Die Gestaltung der Umgebung und die Strukturierung des Tagesablaufs können einen wesentlichen Beitrag zum Wohlbefinden von Demenzkranken im Krankenhaus leisten. Eine demenzgerechte Gestaltung der Räumlichkeiten mit Orientierungshilfen, eine ruhige und reizarme Umgebung sowie eine klare Tagesstruktur mit festen Zeiten für Mahlzeiten, Aktivitäten und Ruhepausen können helfen, Verwirrung und Unruhe zu reduzieren.

Angehörigenarbeit

Die Einbeziehung der Angehörigen ist ein wichtiger Baustein demenzsensibler Krankenhäuser. Angehörige können wertvolle Informationen über die Gewohnheiten, Vorlieben und Bedürfnisse des Patienten liefern und bei der Betreuung und Begleitung unterstützen. Viele Krankenhäuser bieten das sogenannte "Rooming-in" an, bei dem Angehörige im Zimmer des Patienten übernachten können, um ihm Sicherheit und Orientierung zu geben.

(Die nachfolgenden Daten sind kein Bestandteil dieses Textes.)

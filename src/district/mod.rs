//! District layers: administrative fills and borders composed from data
//! sources.

mod cancel;
mod channel;
mod composer;
mod config;
mod source;

pub use cancel::CancellationToken;
pub use channel::{CompositionChannel, DrainReport};
pub use composer::{
    border_stroke, border_width, Composition, CompositionFuture, CompositionResult,
    ControlLineStyle, CountryComposer, LoadTask,
};
pub use config::{
    Depth, DepthDataConfig, DistrictDataConfig, DistrictLayerOptions, FillOptions, LabelOptions,
};
#[cfg(not(target_arch = "wasm32"))]
pub use source::FileSource;
#[cfg(target_arch = "wasm32")]
pub use source::HttpSource;
pub use source::{DataLoadError, DataSource, MemorySource, SourceConfig};

use std::fmt;

/// Errors raised while composing district layers.
#[derive(Debug, Clone, PartialEq)]
pub enum ComposeError {
    /// The data config or layer options are unusable
    Configuration(String),
    /// A load failed; only the layers of that task are lost
    DataLoad { task: LoadTask, error: DataLoadError },
    /// The composer was cancelled before the task finished
    Cancelled,
}

impl fmt::Display for ComposeError {
    fn fmt(&self, f: &mut fmt::Formatter<'_>) -> fmt::Result {
        match self {
            ComposeError::Configuration(msg) => write!(f, "Configuration error: {}", msg),
            ComposeError::DataLoad { task, error } => write!(f, "{} task failed: {}", task, error),
            ComposeError::Cancelled => write!(f, "Composition cancelled"),
        }
    }
}

impl std::error::Error for ComposeError {
    fn source(&self) -> Option<&(dyn std::error::Error + 'static)> {
        match self {
            ComposeError::DataLoad { error, .. } => Some(error),
            _ => None,
        }
    }
}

Vernetzung und Kooperation

Eine gute Vernetzung und Kooperation mit anderen Einrichtungen und Diensten ist für eine umfassende Versorgung von Demenzkranken unerlässlich. Dazu gehören beispielsweise die Zusammenarbeit mit Hausärzten, Pflegediensten, Beratungsstellen und Selbsthilfegruppen.

Initiativen und Projekte zur Verbesserung der Versorgung

In den letzten Jahren wurden verschiedene Initiativen und Projekte ins Leben gerufen, um die Versorgung von Demenzkranken im Krankenhaus zu verbessern. Die Nationale Demenzstrategie, die von der Bundesregierung verabschiedet wurde, hat zum Ziel, die Situation von Menschen mit Demenz und ihren Angehörigen in allen Lebensbereichen zu verbessern. Ein wichtiger Schwerpunkt ist die Weiterentwicklung der medizinischen und pflegerischen Versorgung in Krankenhäusern.

Die Robert Bosch Stiftung unterstützt Modellprojekte, um die Versorgung von Menschen mit Demenz im Krankenhaus zu verbessern. Mit einem Handlungsleitfaden will die Stiftung zudem Impulse setzen, damit demenzsensible Krankenhäuser bundesweit Standard werden. Der Praxisleitfaden basiert auf einer Analyse von Förderprogrammen und Praxisbeispielen und umfasst zehn Bausteine, die von Wissensaufbau über Delir-Management bis hin zur Angehörigenarbeit reichen.